Approaching play by using our imaginations is extremely beneficial. Pretend play consists of a child and/or adult using fantasy to set up scenarios, which involve different perspectives. This form of play could be conducted by yourself or with others. Many studies have revealed the advantages of make-believe play and the impact of its role in child development. Some long-term benefits of play include, but are not limited to:
- Expanding social skills
- Increasing language development
- Building upon peer relationships
- Teaching problem solving and coping skills
- Enhancing self-expression
- Improving frustration tolerance.
Incorporating more play into your child’s life is essential. It is also important to add some time to engage in pretend play with your children. There are many ways you can include more play into your lives. Offering a variety of objects and toys could encourage your child to engage in pretend play.

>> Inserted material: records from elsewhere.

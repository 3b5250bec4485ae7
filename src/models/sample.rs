use chrono::{DateTime, NaiveDate, Utc};
use serde::{Deserialize, Serialize};
use validator::Validate;

use crate::error::{ForecastError, Result};
use crate::utils::round_half_up;

/// One 3-hour forecast data point, in metric units.
#[derive(Debug, Clone, PartialEq, Serialize, Deserialize, Validate)]
pub struct ForecastSample {
    pub timestamp: i64,

    pub temp_min: f64,
    pub temp_max: f64,
    pub temp: f64,
    pub feels_like: f64,

    #[validate(range(min = 0, max = 100))]
    pub humidity: u32,

    pub wind_speed: f64,
    pub pressure: u32,

    #[validate(range(min = 0.0, max = 1.0))]
    pub precip_probability: f64,

    pub icon: String,
    pub description: String,
}

impl ForecastSample {
    #[allow(clippy::too_many_arguments)]
    pub fn new(
        timestamp: i64,
        temp_min: f64,
        temp_max: f64,
        temp: f64,
        feels_like: f64,
        humidity: u32,
        wind_speed: f64,
        pressure: u32,
        precip_probability: f64,
        icon: String,
        description: String,
    ) -> Self {
        Self {
            timestamp,
            temp_min,
            temp_max,
            temp,
            feels_like,
            humidity,
            wind_speed,
            pressure,
            precip_probability,
            icon,
            description,
        }
    }

    /// Sample time in UTC. Timestamps outside chrono's range fall back to the epoch;
    /// readers reject those before they get here.
    pub fn datetime(&self) -> DateTime<Utc> {
        DateTime::from_timestamp(self.timestamp, 0).unwrap_or(DateTime::UNIX_EPOCH)
    }

    /// Calendar day of the sample, split at UTC midnight
    pub fn date(&self) -> NaiveDate {
        self.datetime().date_naive()
    }

    pub fn precip_percent(&self) -> i64 {
        round_half_up(self.precip_probability * 100.0)
    }

    pub fn has_finite_temperatures(&self) -> bool {
        [self.temp_min, self.temp_max, self.temp, self.feels_like]
            .iter()
            .all(|t| t.is_finite())
    }
}

pub struct ForecastSampleBuilder {
    timestamp: Option<i64>,
    temp_min: f64,
    temp_max: f64,
    temp: f64,
    feels_like: f64,
    humidity: u32,
    wind_speed: f64,
    pressure: u32,
    precip_probability: f64,
    icon: String,
    description: String,
}

impl Default for ForecastSampleBuilder {
    fn default() -> Self {
        Self::new()
    }
}

impl ForecastSampleBuilder {
    pub fn new() -> Self {
        Self {
            timestamp: None,
            temp_min: 0.0,
            temp_max: 0.0,
            temp: 0.0,
            feels_like: 0.0,
            humidity: 0,
            wind_speed: 0.0,
            pressure: 0,
            precip_probability: 0.0,
            icon: String::new(),
            description: String::new(),
        }
    }

    pub fn timestamp(mut self, timestamp: i64) -> Self {
        self.timestamp = Some(timestamp);
        self
    }

    /// Sets min, current and max temperature; feels-like follows the current value.
    pub fn temperatures(mut self, min: f64, temp: f64, max: f64) -> Self {
        self.temp_min = min;
        self.temp = temp;
        self.temp_max = max;
        self.feels_like = temp;
        self
    }

    pub fn feels_like(mut self, feels_like: f64) -> Self {
        self.feels_like = feels_like;
        self
    }

    pub fn humidity(mut self, humidity: u32) -> Self {
        self.humidity = humidity;
        self
    }

    pub fn wind_speed(mut self, wind_speed: f64) -> Self {
        self.wind_speed = wind_speed;
        self
    }

    pub fn pressure(mut self, pressure: u32) -> Self {
        self.pressure = pressure;
        self
    }

    pub fn precip_probability(mut self, probability: f64) -> Self {
        self.precip_probability = probability;
        self
    }

    pub fn condition(mut self, icon: &str, description: &str) -> Self {
        self.icon = icon.to_string();
        self.description = description.to_string();
        self
    }

    pub fn build(self) -> Result<ForecastSample> {
        let timestamp = self
            .timestamp
            .ok_or_else(|| ForecastError::MissingData("timestamp".to_string()))?;

        let sample = ForecastSample::new(
            timestamp,
            self.temp_min,
            self.temp_max,
            self.temp,
            self.feels_like,
            self.humidity,
            self.wind_speed,
            self.pressure,
            self.precip_probability,
            self.icon,
            self.description,
        );

        sample.validate()?;
        Ok(sample)
    }
}

#[cfg(test)]
mod tests {
    use super::*;

    #[test]
    fn test_date_splits_at_utc_midnight() {
        // 2024-03-09T23:59:59Z and 2024-03-10T00:00:00Z
        let before = ForecastSampleBuilder::new().timestamp(1_710_028_799).build().unwrap();
        let after = ForecastSampleBuilder::new().timestamp(1_710_028_800).build().unwrap();

        assert_eq!(before.date(), NaiveDate::from_ymd_opt(2024, 3, 9).unwrap());
        assert_eq!(after.date(), NaiveDate::from_ymd_opt(2024, 3, 10).unwrap());
    }

    #[test]
    fn test_builder_requires_timestamp() {
        let result = ForecastSampleBuilder::new().temperatures(1.0, 2.0, 3.0).build();
        assert!(matches!(result, Err(ForecastError::MissingData(_))));
    }

    #[test]
    fn test_builder_rejects_out_of_range_fields() {
        let humid = ForecastSampleBuilder::new().timestamp(0).humidity(140).build();
        assert!(matches!(humid, Err(ForecastError::Validation(_))));

        let pop = ForecastSampleBuilder::new()
            .timestamp(0)
            .precip_probability(1.5)
            .build();
        assert!(matches!(pop, Err(ForecastError::Validation(_))));
    }

    #[test]
    fn test_precip_percent_rounds_half_up() {
        let sample = ForecastSampleBuilder::new()
            .timestamp(0)
            .precip_probability(0.125)
            .build()
            .unwrap();
        assert_eq!(sample.precip_percent(), 13);
    }
}
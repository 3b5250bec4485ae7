/// Aggregation windows
pub const DEFAULT_DAILY_DAYS: usize = 5;
pub const DEFAULT_HOURLY_WINDOW: usize = 8;
pub const SAMPLE_INTERVAL_SECS: i64 = 3 * 60 * 60;

/// Unit conversion
pub const MPS_TO_MPH: f64 = 2.236936;

/// Provider icon artwork
pub const ICON_BASE_URL: &str = "https://openweathermap.org/img/wn";

/// File names
pub const CONFIG_FILE: &str = "forecast-aggregator";
pub const ENV_PREFIX: &str = "FORECAST_AGGREGATOR";
pub const FORECAST_EXTENSION: &str = "json";
pub const DEFAULT_OUTPUT_DIR: &str = "output";

/// Logging
pub const DEFAULT_LOG_FILTER: &str = "forecast_aggregator=info";

/// Output format names
pub const FORMAT_JSON: &str = "json";
pub const FORMAT_CSV: &str = "csv";
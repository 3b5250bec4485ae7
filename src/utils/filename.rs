use chrono::{Datelike, Local};
use std::path::PathBuf;

use crate::utils::constants::DEFAULT_OUTPUT_DIR;

/// Default summary export path: output/forecast-summary-{YYMMDD}.{extension}
pub fn default_summary_filename(extension: &str) -> PathBuf {
    let now = Local::now();
    let year = now.year() % 100;

    let filename = format!(
        "forecast-summary-{:02}{:02}{:02}.{}",
        year,
        now.month(),
        now.day(),
        extension
    );
    PathBuf::from(DEFAULT_OUTPUT_DIR).join(filename)
}

/// Export path for one city's summaries inside a batch output directory
pub fn city_summary_filename(stem: &str, extension: &str) -> String {
    format!("{}-summary.{}", stem, extension)
}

Believe it or not, some of the more complicated toys with lots of electronic buttons and noises do not enable a child to use his imagination. Props as simple as wood blocks, articles of clothing, dolls, animals and musical instruments are all good examples of things that will improve your children’s ability to use their imagination during play. Keeping it simple really goes a long way.
A great way of establishing a play routine in your house is to begin with dolls and animals. Set aside a half hour a few times a week to connect with your child. Start out with some simple scripts like: “Look at the baby, she is tired,” while wrapping a doll in a blanket or “The monkey wants to go to the zoo,” while holding a pretend monkey and moving it toward your child. As time progresses, your children will independently build their own play scripts and schemes.